So Bruce Lee or Miss Emma, then, is the decision, and I find that it's mostly a question of how I feel about Bruce Lee. Which I can't quite determine, to be honest. I know who he is (surely everyone reading this knows who he is?2), but I don't know that much about him personally. Not for lack of trying -- I even went so far as to check a Bruce Lee biography out of the library a few days ago.3 The worst I've been able to come up with is a Yahoo Answers page claiming (without sources) that he was abusive to his wife and son, but I've seen houseplant-related answers on Yahoo Answers that were so wrong it all but curled my hair, so if anything, that makes me all the more convinced that he was probably an okay guy. If you've got information to the contrary, by all means let me know, but at least for the moment, I'm going to postpone Miss Emma (it's not like there won't be more red-orange flowers in the future) and go with Bruce Lee for 211A.

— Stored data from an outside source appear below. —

//! Expression parsing implementation
//!
//! Precedence climbing over prefix and infix rules. Every rule is entered
//! with `current` on the expression's first token and leaves `current` on
//! its last token.

use crate::parser::ast::*;
use crate::parser::lexer::TokenKind;
use crate::parser::parser::{ParseError, ParseResult, Parser};

/// Binding power of infix operators, lowest first
#[derive(Debug, Clone, Copy, PartialEq, Eq, PartialOrd, Ord)]
pub(crate) enum Precedence {
    Lowest,
    Equals,  // == !=
    Sum,     // + -
    Product, // * /
    Call,    // f(x)
}

impl Precedence {
    pub(crate) fn of(kind: TokenKind) -> Self {
        match kind {
            TokenKind::Eq | TokenKind::NotEq => Precedence::Equals,
            TokenKind::Plus | TokenKind::Minus => Precedence::Sum,
            TokenKind::Asterisk | TokenKind::Slash => Precedence::Product,
            TokenKind::LParen => Precedence::Call,
            _ => Precedence::Lowest,
        }
    }
}

fn infix_operator(kind: TokenKind) -> Option<InfixOp> {
    match kind {
        TokenKind::Plus => Some(InfixOp::Add),
        TokenKind::Minus => Some(InfixOp::Sub),
        TokenKind::Asterisk => Some(InfixOp::Mul),
        TokenKind::Slash => Some(InfixOp::Div),
        TokenKind::Eq => Some(InfixOp::Eq),
        TokenKind::NotEq => Some(InfixOp::NotEq),
        _ => None,
    }
}

impl Parser<'_> {
    /// Parse an expression whose operators all bind tighter than `precedence`.
    pub(crate) fn parse_expression(&mut self, precedence: Precedence) -> ParseResult<Expression> {
        let mut left = self.parse_prefix()?;

        while !self.peek_is(TokenKind::Semicolon) && precedence < Precedence::of(self.peek.kind)
        {
            self.next_token();
            left = if self.current_is(TokenKind::LParen) {
                self.parse_call(left)?
            } else {
                self.parse_infix(left)?
            };
        }

        Ok(left)
    }

    fn parse_prefix(&mut self) -> ParseResult<Expression> {
        let location = self.current_location();
        match self.current.kind {
            TokenKind::Ident => Ok(Expression::Identifier(
                self.current.literal.clone(),
                location,
            )),
            TokenKind::Int => self
                .current
                .literal
                .parse::<i64>()
                .map(|value| Expression::IntegerLiteral(value, location))
                .map_err(|_| {
                    ParseError::new(
                        format!("could not parse \"{}\" as integer", self.current.literal),
                        location,
                    )
                }),
            TokenKind::String => Ok(Expression::StringLiteral(
                self.current.literal.clone(),
                location,
            )),
            TokenKind::LParen => self.parse_grouped(),
            TokenKind::Func => self.parse_function_literal(),
            TokenKind::Illegal => Err(ParseError::new(
                format!("illegal token '{}'", self.current.literal),
                location,
            )),
            kind => Err(ParseError::new(
                format!("no prefix parse rule for {}", kind),
                location,
            )),
        }
    }

    /// `( expr )`; the parentheses leave no trace in the tree.
    fn parse_grouped(&mut self) -> ParseResult<Expression> {
        self.next_token();
        let expr = self.parse_expression(Precedence::Lowest)?;
        self.expect_peek(TokenKind::RParen)?;
        Ok(expr)
    }

    /// `func(params) { body }` in expression position
    fn parse_function_literal(&mut self) -> ParseResult<Expression> {
        let location = self.current_location();
        self.expect_peek(TokenKind::LParen)?;
        let parameters = self.parse_parameters()?;
        self.expect_peek(TokenKind::LBrace)?;
        let body = self.parse_block()?;

        Ok(Expression::FunctionLiteral {
            parameters,
            body,
            location,
        })
    }

    fn parse_infix(&mut self, left: Expression) -> ParseResult<Expression> {
        let location = self.current_location();
        let operator = infix_operator(self.current.kind).ok_or_else(|| {
            ParseError::new(
                format!("no infix parse rule for {}", self.current.kind),
                location,
            )
        })?;
        let precedence = Precedence::of(self.current.kind);

        self.next_token();
        let right = self.parse_expression(precedence)?;

        Ok(Expression::Infix {
            operator,
            left: Box::new(left),
            right: Box::new(right),
            location,
        })
    }

    /// `callee(args)` with `current` on the `(`
    fn parse_call(&mut self, callee: Expression) -> ParseResult<Expression> {
        let location = self.current_location();
        let arguments =
            self.parse_delimited(TokenKind::RParen, |p| p.parse_expression(Precedence::Lowest))?;

        Ok(Expression::Call {
            callee: Box::new(callee),
            arguments,
            location,
        })
    }
}
//! Lexer (tokenizer) for cccp source code
//!
//! Converts raw source text into [`Token`]s on demand. The lexer never fails:
//! anything it cannot classify becomes a [`TokenKind::Illegal`] token and the
//! parser decides what to report.

use super::ast::SourceLocation;
use std::fmt;

/// All token kinds produced by the lexer.
#[derive(Debug, Clone, Copy, PartialEq, Eq, Hash)]
pub enum TokenKind {
    Illegal,
    Eof,

    // Literals and names
    Ident,
    Int,
    String,

    // Operators
    Assign,   // =
    Plus,     // +
    Minus,    // -
    Asterisk, // *
    Slash,    // /
    Eq,       // ==
    NotEq,    // !=

    // Punctuation
    Comma,     // ,
    Semicolon, // ;
    Colon,     // :
    Dot,       // .
    Ellipsis,  // ...
    LParen,    // (
    RParen,    // )
    LBrace,    // {
    RBrace,    // }

    // Keywords
    Print,
    Var,
    If,
    Extern,
    Func,
    Return,
}

impl TokenKind {
    /// Keyword table; every other word is an identifier.
    pub fn keyword(word: &str) -> Option<TokenKind> {
        match word {
            "print" => Some(TokenKind::Print),
            "var" => Some(TokenKind::Var),
            "if" => Some(TokenKind::If),
            "extern" => Some(TokenKind::Extern),
            "func" => Some(TokenKind::Func),
            "return" => Some(TokenKind::Return),
            _ => None,
        }
    }

    /// Keywords that always open a statement, used for error recovery.
    pub fn starts_statement(self) -> bool {
        matches!(
            self,
            TokenKind::Print
                | TokenKind::Var
                | TokenKind::If
                | TokenKind::Extern
                | TokenKind::Func
                | TokenKind::Return
        )
    }
}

1 "It's obviously more complicated than that" is becoming my automatic thought whenever I see a fucked-up situation and wonder well why don't they just do ______. Because it usually is more complicated than that. (The complication, when investigated further, is basically always money.)
Also I should maybe soften that to "I don't like the music of Kesha's that I'm familiar with." As far as I can tell, I have no problem with her personally. In fact, what little I've run across makes me think she's probably pretty cool, personally.
2 It's time to face the fact that I no longer have any idea what Millennials know and what they don't know. I have a twentysomething brother who wasn't familiar with Boy George (!) until the husband and I sat him down and made him watch "Karma Chameleon." He was home-schooled, from Christian textbooks, but even so, you'd think that there'd be a chapter about, I dunno, the godless gays lurking around every corner. With some reference photos of Boy George, RuPaul, John Waters, the Indigo Girls, etc., for easier recognition.
Perhaps I should start an online cultural exchange program for dangerously sheltered Millennials, where I introduce and discuss stuff like Heathers (which happened to be highly significant in my personal de-sheltering process), Dolly Parton, Sinead O'Connor, Eraserhead and/or Mulholland Drive, The Handmaid's Tale, Buffy the Vampire Slayer, Pedro Almodovar, etc., and they in turn introduce me to whatever the hell it is Millennials like. (With my brother, this has so far been Rick and Morty, The Room, and Monster Factory.)
3 It was not useful. It appears to have been written by his wife for an audience of 8th graders, so the odds of learning Bruce Lee's dark secrets, or hearing anything negative about the man at all, are slim. It also happens to be deathly boring, and has surely been responsible for many terrible book reports since its publication.


Hoover Boo said...

It's a lovely seedling, and Miss Emma is a lovely name.

I listened to Imagine Dragons, a favorite of my nephew's--and they were...not bad! We can appreciate the cultural touchstones of other generations, if we--and they--have a listen. You may introduce your younger brother to something that becomes a favorite of his.

mr_subjunctive said...

I liked Rick and Morty, what I saw of it. (Didn't really understand Monster Factory, or I understood it but didn't like it. The Room was somewhere in between.) So yeah.

It's occurred to me that although there's always been a lot more art / movies / TV / literature / etc. being produced than any one person could reasonably keep up with, it's much more the case now, because not only is there that much more work from the past that's important and good, but so many more people are making stuff now than have ever been before. So there's no way to be culturally well-rounded anymore, except in very narrow and/or time-limited niches, but on the other hand, almost every day gives you the chance to be one of that day's lucky 10,000, potentially several times over if you really work at it. Which is neat.

Ivynettle said...

I've never had the slightest idea what other people know, regardless of generation, but it always made interacting with people my own age difficult and constantly embarrassing.
I'm glad I don't care much any more what people think of me. I know my own things that they don't know.

(Though I wasn't intentionally sheltered as in my people trying to keep stuff from me, it was just that my parents didn't really care about most popular/well-known things or people either.)